I had a wow-you're-grown-up conversation with Muffin's Sister this week that I wanted to share.
She recently got her fourth promotion in three years, going from an entry-level job in an elementary school cafeteria to manager-in-training to manager to coordinator and now to warehouse and inventory manager. (I'm not exactly sure of the new title, but she deals with vendors, manages inventory of food and supplies, works with cafeteria managers to make sure they have what they need, makes sure they have their paperwork in order, and so on.) She's also still the coordinator for about 14 schools.
Every time this happens, she says she was supposed to spend much longer in the current job and there's a similar time limit on the next one, so it'll be a while before she leaves this position. And then they find something new for her to do.
This promotion seems to have been an emergency situation, since the previous person must have simply reached his Peter Principle level. The corners of the warehouse were full of things he'd mis-ordered, failed to enter into the system, and hidden. Management knew it was bad, but she had to get in there and start shoveling (metaphorically, I think) before she realized that he hadn't ordered critical things for the semester, like food. She's stressed and overwhelmed, but her history with the school district has been to take over a situation that's running deeply in the red and have it in the black within months.

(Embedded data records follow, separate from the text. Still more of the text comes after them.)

diesel::table! {
    payments (id) {
        id -> Int4,
        uuid -> Uuid,
        order_id -> Uuid,
        amount -> Numeric,
        status -> Int4,
        payment_link -> Varchar,
        invoice_link -> Nullable<Varchar>,
        va_number -> Nullable<Varchar>,
        bank -> Nullable<Varchar>,
        acquirer -> Nullable<Varchar>,
        transaction_id -> Nullable<Varchar>,
        description -> Nullable<Text>,
        paid_at -> Nullable<Timestamptz>,
        expired_at -> Timestamptz,
        created_at -> Timestamptz,
        updated_at -> Timestamptz,
    }
}

diesel::table! {
    payment_histories (id) {
        id -> Int4,
        payment_id -> Int4,
        status -> Varchar,
        created_at -> Timestamptz,
        updated_at -> Timestamptz,
    }
}

diesel::joinable!(payment_histories -> payments (payment_id));

diesel::allow_tables_to_appear_in_same_query!(
    payments,
    payment_histories,
);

I was feeling real proud about all of this, and then she surprised me with something that made me even more proud. She was leaving soon for a conference and offhandedly said that she was going to be teaching the same class she'd taught for the last two years. I said, "What class?"
She said that she teaches other managers how to incorporate commodities food into their menus, so that they can feed more kids for less. She also teaches them about some kind of exchange system where she can somehow use her allotment of, say, commodities pork to buy prepared pork products like Jimmy Dean sausage at the commodities price. (I presume Jimmy Dean has some kind of contract with government for this exchange.) She's developed several menus that can be prepared with all commodities foods for about twenty cents a plate instead of the usual dollar-fifty-plus. I guess this is how one can turn around a cafeteria that's running so deeply in the red and do it quickly.
She says that these aren't the kids' favorite meals, but they're good. Once her books stop hemorrhaging money, she uses what she saves on the low-cost meals for things like special holiday meals. She likes to offer those, since some of the kids don't get special holiday meals at home.
So...yeah. I'm very proud. And remembering how much she struggled with math all the way through school, I asked her if she ever wanted to call up her former teachers and professors to say, "
"
She said, "Yeah. All of them. Every day."